The government didn’t just get together and create the Internet in anticipation I would need it. They didn’t benevolently declare “Cranky T. Rex will need this for his business, let us create it and bestow it upon him.” And the government didn’t magic it into existence with “government research.” Private businesses just like mine were paid by tax dollars from other hardworking people just like me to create the technologies necessary, and then other private businesses built upon those technologies to create what we have today.
I, through my effort, through my sacrifice of my time and money, through my stubborn refusal to take the easy path no matter how difficult things get, built my business. I am the one that works the extra hours when something isn't finished. I am the one who has his financial future on the line.

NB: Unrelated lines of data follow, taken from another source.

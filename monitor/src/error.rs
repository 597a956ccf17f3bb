//! Error types for the monitor
//!
//! Only configuration errors abort an update check. Catalog and tool failures
//! are folded into diagnostics on the check result.

use std::path::PathBuf;
use std::time::Duration;

/// Required input missing or unreadable
#[derive(Debug, thiserror::Error)]
pub enum ConfigError {
    #[error("Missing ini file: {0}")]
    MissingIni(PathBuf),

    #[error("Failed to read {path}: {source}")]
    Read {
        path: PathBuf,
        #[source]
        source: std::io::Error,
    },
}

/// Catalog (published file details) request failures
#[derive(Debug, thiserror::Error)]
pub enum ApiError {
    /// Transport failure or a body that does not decode as catalog JSON
    #[error("Catalog request failed: {0}")]
    Request(#[from] reqwest::Error),

    #[error("Catalog returned HTTP {0}")]
    Status(u16),
}

/// External inventory tool failures
#[derive(Debug, thiserror::Error)]
pub enum ToolError {
    #[error("steamcmd not found: {0}")]
    NotFound(PathBuf),

    #[error("steamcmd failed: {0}")]
    Spawn(std::io::Error),

    #[error("steamcmd timed out after {0:?}")]
    Timeout(Duration),

    #[error("buildid not found in steamcmd output")]
    BuildIdMissing,
}
//! Operator tool: send one RCON command using `rcon.conf` for defaults.

use clap::Parser;
use monitor::config::load_kv_file;
use std::path::PathBuf;
use std::time::Duration;

#[derive(Parser, Debug)]
#[command(author, version, about = "Send an RCON command using config/rcon.conf as defaults", long_about = None)]
struct Args {
    /// Command to send, e.g. servermsg "hello"
    #[arg(required = true, num_args = 1..)]
    command: Vec<String>,

    /// Override host (defaults to RCONHost in rcon.conf)
    #[arg(long)]
    host: Option<String>,

    /// Override port (defaults to RCONPort in rcon.conf)
    #[arg(long)]
    port: Option<u16>,

    /// Override password (defaults to RCONPassword in rcon.conf)
    #[arg(long)]
    password: Option<String>,

    /// Socket timeout in seconds
    #[arg(long, default_value = "5.0")]
    timeout: f64,

    /// Path to rcon.conf
    #[arg(long, default_value = "config/rcon.conf")]
    rcon: PathBuf,
}

#[tokio::main]
async fn main() -> Result<(), Box<dyn std::error::Error>> {
    env_logger::Builder::from_env(env_logger::Env::default().default_filter_or("warn")).init();

    let args = Args::parse();
    let cfg = load_kv_file(&args.rcon)?;

    let host = args
        .host
        .or_else(|| cfg.get("RCONHost").cloned())
        .unwrap_or_else(|| "127.0.0.1".to_string());
    let port = args
        .port
        .or_else(|| cfg.get("RCONPort").and_then(|p| p.parse().ok()))
        .unwrap_or(27015);
    let password = args
        .password
        .or_else(|| cfg.get("RCONPassword").cloned())
        .filter(|p| !p.is_empty());

    let Some(password) = password else {
        use clap::CommandFactory;
        Args::command()
            .error(
                clap::error::ErrorKind::MissingRequiredArgument,
                "RCONPassword is required (pass --password or set RCONPassword in rcon.conf)",
            )
            .exit();
    };

    let timeout = Duration::try_from_secs_f64(args.timeout)?;
    let command = args.command.join(" ");

    let response = rcon::send_command(&host, port, &password, &command, timeout).await?;
    if !response.is_empty() {
        println!("{}", response);
    }

    Ok(())
}
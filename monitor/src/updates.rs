//! One complete freshness check: workshop mods plus the server build.

use crate::config::MonitorConfig;
use crate::error::{ApiError, ConfigError};
use crate::server_build::{manifest_path, query_remote_buildid, read_manifest};
use crate::workshop::{build_mod_statuses, fetch_published_details, read_workshop_ids, ModStatus};
use log::warn;
use std::collections::HashMap;
use std::path::PathBuf;

#[derive(Debug, Clone, PartialEq)]
pub struct UpdateResult {
    pub mods_outdated: bool,
    pub server_outdated: bool,
    pub mod_statuses: Vec<ModStatus>,
    pub local_buildid: Option<String>,
    pub local_last_updated: Option<i64>,
    pub remote_buildid: Option<String>,
    pub manifest_path: PathBuf,
    pub steamcmd_error: Option<String>,
    pub api_error: Option<String>,
}

impl UpdateResult {
    pub fn any_outdated(&self) -> bool {
        self.mods_outdated || self.server_outdated
    }

    pub fn outdated_mods(&self) -> impl Iterator<Item = &ModStatus> {
        self.mod_statuses.iter().filter(|m| m.is_outdated())
    }
}

/// Build ids are opaque tokens: compared as strings, and only when both sides
/// are known
pub fn is_server_outdated(local: Option<&str>, remote: Option<&str>) -> bool {
    matches!((local, remote), (Some(l), Some(r)) if l != r)
}

fn http_client(cfg: &MonitorConfig) -> Result<reqwest::Client, ApiError> {
    let client = reqwest::Client::builder()
        .user_agent(concat!("pz-update-monitor/", env!("CARGO_PKG_VERSION")))
        .timeout(cfg.steam_api_timeout())
        .build()?;
    Ok(client)
}

/// Runs every check. Only a missing ini aborts; catalog and steamcmd failures
/// are reported on the result and treated as "unknown".
pub async fn check_updates(cfg: &MonitorConfig) -> Result<UpdateResult, ConfigError> {
    let workshop_ids = read_workshop_ids(&cfg.ini_path)?;

    let remote = match http_client(cfg) {
        Ok(client) => {
            fetch_published_details(&client, &cfg.catalog_url, &workshop_ids, cfg.steam_api_timeout())
                .await
        }
        Err(e) => Err(e),
    };
    let (remote, api_error) = match remote {
        Ok(map) => (map, None),
        Err(e) => {
            warn!("Workshop details unavailable: {}", e);
            (HashMap::new(), Some(e.to_string()))
        }
    };

    let mod_statuses = build_mod_statuses(&workshop_ids, &remote, &cfg.steamapps_dir);
    let mods_outdated = mod_statuses.iter().any(ModStatus::is_outdated);

    let manifest_path = manifest_path(&cfg.steamapps_dir);
    let manifest = read_manifest(&manifest_path);

    let (remote_buildid, steamcmd_error) = match query_remote_buildid(
        &cfg.steamcmd_path,
        &cfg.steam_branch,
        cfg.steamcmd_timeout(),
        cfg.steamcmd_dump_path.as_deref(),
    )
    .await
    {
        Ok(buildid) => (Some(buildid), None),
        Err(e) => (None, Some(e.to_string())),
    };

    let server_outdated =
        is_server_outdated(manifest.buildid.as_deref(), remote_buildid.as_deref());

    Ok(UpdateResult {
        mods_outdated,
        server_outdated,
        mod_statuses,
        local_buildid: manifest.buildid,
        local_last_updated: manifest.last_updated,
        remote_buildid,
        manifest_path,
        steamcmd_error,
        api_error,
    })
}
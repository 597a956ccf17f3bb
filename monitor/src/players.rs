//! Player count from the server's `players` command output.

use rcon::{CommandSink, RconError};

const HEADER: &str = "players connected";

/// Reads `N` out of `Players connected (N)` anywhere in the text
fn header_count(response: &str) -> Option<u32> {
    let lower = response.to_ascii_lowercase();
    let mut search_from = 0;

    while let Some(found) = lower[search_from..].find(HEADER) {
        let after = search_from + found + HEADER.len();
        search_from = after;

        let rest = lower[after..].trim_start();
        let Some(rest) = rest.strip_prefix('(') else {
            continue;
        };
        let digits_end = rest
            .find(|c: char| !c.is_ascii_digit())
            .unwrap_or(rest.len());
        if digits_end == 0 || !rest[digits_end..].starts_with(')') {
            continue;
        }
        if let Ok(count) = rest[..digits_end].parse() {
            return Some(count);
        }
    }
    None
}

/// Player count from a `players` reply.
///
/// Prefers the `Players connected (N)` header; otherwise counts `-` listing
/// lines. `None` when neither is present.
pub fn parse_player_count(response: &str) -> Option<u32> {
    if response.is_empty() {
        return None;
    }

    if let Some(count) = header_count(response) {
        return Some(count);
    }

    let listed = response
        .lines()
        .filter(|line| line.trim().starts_with('-'))
        .count();
    (listed > 0).then_some(listed as u32)
}

pub async fn get_player_count<C: CommandSink>(
    rcon: &C,
    players_command: &str,
) -> Result<Option<u32>, RconError> {
    let response = rcon.send_command(players_command).await?;
    Ok(parse_player_count(&response))
}
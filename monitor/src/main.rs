use clap::Parser;
use monitor::config::load_config;
use monitor::logging::init_logging;
use monitor::poll::run;
use std::collections::HashMap;
use std::path::PathBuf;

#[derive(Parser, Debug)]
#[command(author, version, about = "Project Zomboid update monitor", long_about = None)]
struct Args {
    /// Path to monitor.conf
    #[arg(long, default_value = "monitor.conf")]
    config: PathBuf,

    /// Path to rcon.conf, read before monitor.conf
    #[arg(long, default_value = "config/rcon.conf")]
    rcon: PathBuf,

    /// Run a single check and exit
    #[arg(long)]
    once: bool,

    /// Override a config key, e.g. --set SteamBranch=public
    #[arg(long = "set", value_name = "KEY=VALUE", value_parser = parse_override)]
    overrides: Vec<(String, String)>,
}

fn parse_override(raw: &str) -> Result<(String, String), String> {
    let (key, value) = raw
        .split_once('=')
        .ok_or_else(|| format!("expected KEY=VALUE, got '{}'", raw))?;
    Ok((key.trim().to_string(), value.trim().to_string()))
}

#[tokio::main]
async fn main() -> Result<(), Box<dyn std::error::Error>> {
    let args = Args::parse();

    let overrides: HashMap<String, String> = args.overrides.into_iter().collect();
    let cfg = load_config(&args.config, Some(&args.rcon), &overrides)?;

    init_logging(cfg.log_path.as_deref())?;

    run(&cfg, args.once).await;

    Ok(())
}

I am the one who makes the difficult decisions as to what work gets focused on and which bill I can afford to pay or who I have to fire because Obamacare drove up the health insurance costs. I am the one who endures the ever present stress of having that business on my mind wherever I go and no matter what I am doing.
Because that is how you make a business happen, and the government doesn’t do any of that for me. I made my business happen with my hard earned money, with my time, with my drive, with my ambition, with my talents, with my sweat, blood, and tears.
So yeah, maybe my business might not exist without the tools I had and the country I grew up in or the government that runs it, but there is only one thing that it definitely would not exist without: me.